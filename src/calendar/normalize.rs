//! Conversion of every source record into a [`NormalizedEvent`].

use chrono::{DateTime, NaiveDate, NaiveTime, Timelike, Utc};
use regex::Regex;
use serde::Serialize;
use std::sync::LazyLock;

use crate::calendar::event::{DateWindow, EventKind, EventMeta, NormalizedEvent};
use crate::calendar::plan::{ModulePlan, PlanAssessment};
use crate::calendar::term::{Term, TermPosition};
use crate::models::{Assignment, PersonalItem, SessionType, TimetableEvent};

/// `LAW1091 - UK Constitutional Law`: a 3-4 letter code, four digits, a dash
/// (ASCII or en dash) and the descriptive title.
static MODULE_TITLE: LazyLock<Regex> =
    LazyLock::new(|| Regex::new(r"^([A-Z]{3,4}\d{4})\s*[-–]\s*(.+)$").expect("valid module title regex"));

/// Splits a leading module code off a title. Titles without one come back
/// unchanged.
pub fn split_module_code(title: &str) -> (Option<String>, String) {
    match MODULE_TITLE.captures(title) {
        Some(caps) => (Some(caps[1].to_string()), caps[2].to_string()),
        None => (None, title.to_string()),
    }
}

/// A source record that maps onto exactly one calendar event.
pub trait Normalize {
    fn normalize(&self) -> NormalizedEvent;
}

fn clock(at: &DateTime<Utc>) -> NaiveTime {
    NaiveTime::from_hms_opt(at.hour(), at.minute(), 0).unwrap_or(NaiveTime::MIN)
}

impl Normalize for TimetableEvent {
    fn normalize(&self) -> NormalizedEvent {
        let (code, title) = split_module_code(&self.title);
        let session = self.session_type.unwrap_or_else(|| SessionType::infer(&self.title));

        NormalizedEvent {
            id: format!("timetable-{}", self.id),
            title,
            date: self.start_time.date_naive(),
            start: Some(clock(&self.start_time)),
            end: self.end_time.as_ref().map(clock),
            all_day: false,
            kind: EventKind::Topic,
            module_code: code.or_else(|| self.module_code.clone()),
            module: None,
            window: None,
            meta: EventMeta::Timetable {
                timetable_id: self.id,
                session,
                location: self.location.clone(),
                lecturer: self.lecturer.clone(),
            },
        }
    }
}

impl Normalize for PersonalItem {
    fn normalize(&self) -> NormalizedEvent {
        let (start, end) = if self.is_all_day {
            (None, None)
        } else {
            (Some(clock(&self.start_at)), self.end_at.as_ref().map(clock))
        };

        NormalizedEvent {
            id: format!("personal-{}", self.id),
            title: self.title.clone(),
            date: self.start_at.date_naive(),
            start,
            end,
            all_day: self.is_all_day,
            kind: EventKind::Other,
            module_code: None,
            module: None,
            window: None,
            meta: EventMeta::Personal {
                personal_item_id: self.id,
                item_type: self.item_type,
                priority: self.priority,
                completed: self.completed,
                notes: self.notes.clone(),
            },
        }
    }
}

impl Normalize for Assignment {
    fn normalize(&self) -> NormalizedEvent {
        let (code, title) = split_module_code(&self.title);

        NormalizedEvent {
            id: format!("assignment-{}", self.id),
            title,
            date: self.due_date,
            start: None,
            end: None,
            all_day: true,
            kind: EventKind::Assessment,
            module_code: code.or_else(|| self.module_code.clone()),
            module: None,
            window: None,
            meta: EventMeta::Assignment {
                assignment_id: self.id,
                module_id: self.module_id,
                status: self.status.clone(),
                due_time: self.due_time,
                submission_url: self.submission_url.clone(),
            },
        }
    }
}

/// Stable id of a plan event. Overrides point back at it, so it must not
/// change while the plan data stays the same.
pub fn plan_event_id(date: NaiveDate, kind: EventKind, module_code: Option<&str>, title: &str) -> String {
    format!("{}|{}|{}|{}", date, kind.as_str(), module_code.unwrap_or_default(), title)
}

fn plan_event(
    module: &ModulePlan,
    title: String,
    date: NaiveDate,
    kind: EventKind,
    window: Option<DateWindow>,
    meta: EventMeta,
) -> NormalizedEvent {
    NormalizedEvent {
        id: plan_event_id(date, kind, module.code.as_deref(), &title),
        title,
        date,
        start: None,
        end: None,
        all_day: true,
        kind,
        module_code: module.code.clone(),
        module: Some(module.title.clone()),
        window,
        meta,
    }
}

pub fn plan_topic(module: &ModulePlan, topic: &str, date: NaiveDate, term: Term, week: u8) -> NormalizedEvent {
    plan_event(
        module,
        format!("{}: {}", module.title, topic),
        date,
        EventKind::Topic,
        None,
        EventMeta::Plan { term: Some(term), week: Some(week) },
    )
}

pub fn plan_deadline(
    module: &ModulePlan,
    assessment: &PlanAssessment,
    due: NaiveDate,
    position: Option<TermPosition>,
) -> NormalizedEvent {
    plan_event(
        module,
        format!("{} {}", module.title, assessment.kind),
        due,
        EventKind::Assessment,
        None,
        EventMeta::Plan {
            term: position.as_ref().map(|p| p.term),
            week: position.as_ref().map(|p| p.week),
        },
    )
}

pub fn plan_exam_window(module: &ModulePlan, window: DateWindow) -> NormalizedEvent {
    plan_event(
        module,
        format!("{} • Exam window", module.title),
        window.start,
        EventKind::Exam,
        Some(window),
        EventMeta::Plan { term: None, week: None },
    )
}

/// How an event card is styled.
#[derive(Debug, Clone, Copy, PartialEq, Eq, Hash, Serialize)]
#[serde(rename_all = "lowercase")]
pub enum PresentationType {
    Lecture,
    Seminar,
    Tutorial,
    Deadline,
    Personal,
    Assessment,
    Other,
}

pub fn presentation_type(event: &NormalizedEvent) -> PresentationType {
    match &event.meta {
        EventMeta::Timetable { session, .. } => match session {
            SessionType::Lecture => PresentationType::Lecture,
            SessionType::Seminar => PresentationType::Seminar,
            SessionType::Tutorial => PresentationType::Tutorial,
        },
        EventMeta::Assignment { .. } => PresentationType::Deadline,
        EventMeta::Personal { .. } => PresentationType::Personal,
        _ => match event.kind {
            EventKind::Assessment | EventKind::Exam => PresentationType::Assessment,
            _ => PresentationType::Other,
        },
    }
}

### WORK REQUIRED
Nothing in the data may be left out. Copy all of it exactly.

### SOLUTION TO THE EXERCISE
filename src/calendar/normalize.rs
//! Conversion of every source record into a [`NormalizedEvent`].

use chrono::{DateTime, NaiveDate, NaiveTime, Timelike, Utc};
use regex::Regex;
use serde::Serialize;
use std::sync::LazyLock;

use crate::calendar::event::{DateWindow, EventKind, EventMeta, NormalizedEvent};
use crate::calendar::plan::{ModulePlan, PlanAssessment};
use crate::calendar::term::{Term, TermPosition};
use crate::models::{Assignment, PersonalItem, SessionType, TimetableEvent};

/// `LAW1091 - UK Constitutional Law`: a 3-4 letter code, four digits, a dash
/// (ASCII or en dash) and the descriptive title.
static MODULE_TITLE: LazyLock<Regex> =
    LazyLock::new(|| Regex::new(r"^([A-Z]{3,4}\d{4})\s*[-–]\s*(.+)$").expect("valid module title regex"));

/// Splits a leading module code off a title. Titles without one come back
/// unchanged.
pub fn split_module_code(title: &str) -> (Option<String>, String) {
    match MODULE_TITLE.captures(title) {
        Some(caps) => (Some(caps[1].to_string()), caps[2].to_string()),
        None => (None, title.to_string()),
    }
}

/// A source record that maps onto exactly one calendar event.
pub trait Normalize {
    fn normalize(&self) -> NormalizedEvent;
}

fn clock(at: &DateTime<Utc>) -> NaiveTime {
    NaiveTime::from_hms_opt(at.hour(), at.minute(), 0).unwrap_or(NaiveTime::MIN)
}

impl Normalize for TimetableEvent {
    fn normalize(&self) -> NormalizedEvent {
        let (code, title) = split_module_code(&self.title);
        let session = self.session_type.unwrap_or_else(|| SessionType::infer(&self.title));

        NormalizedEvent {
            id: format!("timetable-{}", self.id),
            title,
            date: self.start_time.date_naive(),
            start: Some(clock(&self.start_time)),
            end: self.end_time.as_ref().map(clock),
            all_day: false,
            kind: EventKind::Topic,
            module_code: code.or_else(|| self.module_code.clone()),
            module: None,
            window: None,
            meta: EventMeta::Timetable {
                timetable_id: self.id,
                session,
                location: self.location.clone(),
                lecturer: self.lecturer.clone(),
            },
        }
    }
}

impl Normalize for PersonalItem {
    fn normalize(&self) -> NormalizedEvent {
        let (start, end) = if self.is_all_day {
            (None, None)
        } else {
            (Some(clock(&self.start_at)), self.end_at.as_ref().map(clock))
        };

        NormalizedEvent {
            id: format!("personal-{}", self.id),
            title: self.title.clone(),
            date: self.start_at.date_naive(),
            start,
            end,
            all_day: self.is_all_day,
            kind: EventKind::Other,
            module_code: None,
            module: None,
            window: None,
            meta: EventMeta::Personal {
                personal_item_id: self.id,
                item_type: self.item_type,
                priority: self.priority,
                completed: self.completed,
                notes: self.notes.clone(),
            },
        }
    }
}

impl Normalize for Assignment {
    fn normalize(&self) -> NormalizedEvent {
        let (code, title) = split_module_code(&self.title);

        NormalizedEvent {
            id: format!("assignment-{}", self.id),
            title,
            date: self.due_date,
            start: None,
            end: None,
            all_day: true,
            kind: EventKind::Assessment,
            module_code: code.or_else(|| self.module_code.clone()),
            module: None,
            window: None,
            meta: EventMeta::Assignment {
                assignment_id: self.id,
                module_id: self.module_id,
                status: self.status.clone(),
                due_time: self.due_time,
                submission_url: self.submission_url.clone(),
            },
        }
    }
}

/// Stable id of a plan event. Overrides point back at it, so it must not
/// change while the plan data stays the same.
pub fn plan_event_id(date: NaiveDate, kind: EventKind, module_code: Option<&str>, title: &str) -> String {
    format!("{}|{}|{}|{}", date, kind.as_str(), module_code.unwrap_or_default(), title)
}

fn plan_event(
    module: &ModulePlan,
    title: String,
    date: NaiveDate,
    kind: EventKind,
    window: Option<DateWindow>,
    meta: EventMeta,
) -> NormalizedEvent {
    NormalizedEvent {
        id: plan_event_id(date, kind, module.code.as_deref(), &title),
        title,
        date,
        start: None,
        end: None,
        all_day: true,
        kind,
        module_code: module.code.clone(),
        module: Some(module.title.clone()),
        window,
        meta,
    }
}

pub fn plan_topic(module: &ModulePlan, topic: &str, date: NaiveDate, term: Term, week: u8) -> NormalizedEvent {
    plan_event(
        module,
        format!("{}: {}", module.title, topic),
        date,
        EventKind::Topic,
        None,
        EventMeta::Plan { term: Some(term), week: Some(week) },
    )
}

pub fn plan_deadline(
    module: &ModulePlan,
    assessment: &PlanAssessment,
    due: NaiveDate,
    position: Option<TermPosition>,
) -> NormalizedEvent {
    plan_event(
        module,
        format!("{} {}", module.title, assessment.kind),
        due,
        EventKind::Assessment,
        None,
        EventMeta::Plan {
            term: position.as_ref().map(|p| p.term),
            week: position.as_ref().map(|p| p.week),
        },
    )
}

pub fn plan_exam_window(module: &ModulePlan, window: DateWindow) -> NormalizedEvent {
    plan_event(
        module,
        format!("{} • Exam window", module.title),
        window.start,
        EventKind::Exam,
        Some(window),
        EventMeta::Plan { term: None, week: None },
    )
}

/// How an event card is styled.
#[derive(Debug, Clone, Copy, PartialEq, Eq, Hash, Serialize)]
#[serde(rename_all = "lowercase")]
pub enum PresentationType {
    Lecture,
    Seminar,
    Tutorial,
    Deadline,
    Personal,
    Assessment,
    Other,
}

pub fn presentation_type(event: &NormalizedEvent) -> PresentationType {
    match &event.meta {
        EventMeta::Timetable { session, .. } => match session {
            SessionType::Lecture => PresentationType::Lecture,
            SessionType::Seminar => PresentationType::Seminar,
            SessionType::Tutorial => PresentationType::Tutorial,
        },
        EventMeta::Assignment { .. } => PresentationType::Deadline,
        EventMeta::Personal { .. } => PresentationType::Personal,
        _ => match event.kind {
            EventKind::Assessment | EventKind::Exam => PresentationType::Assessment,
            _ => PresentationType::Other,
        },
    }
}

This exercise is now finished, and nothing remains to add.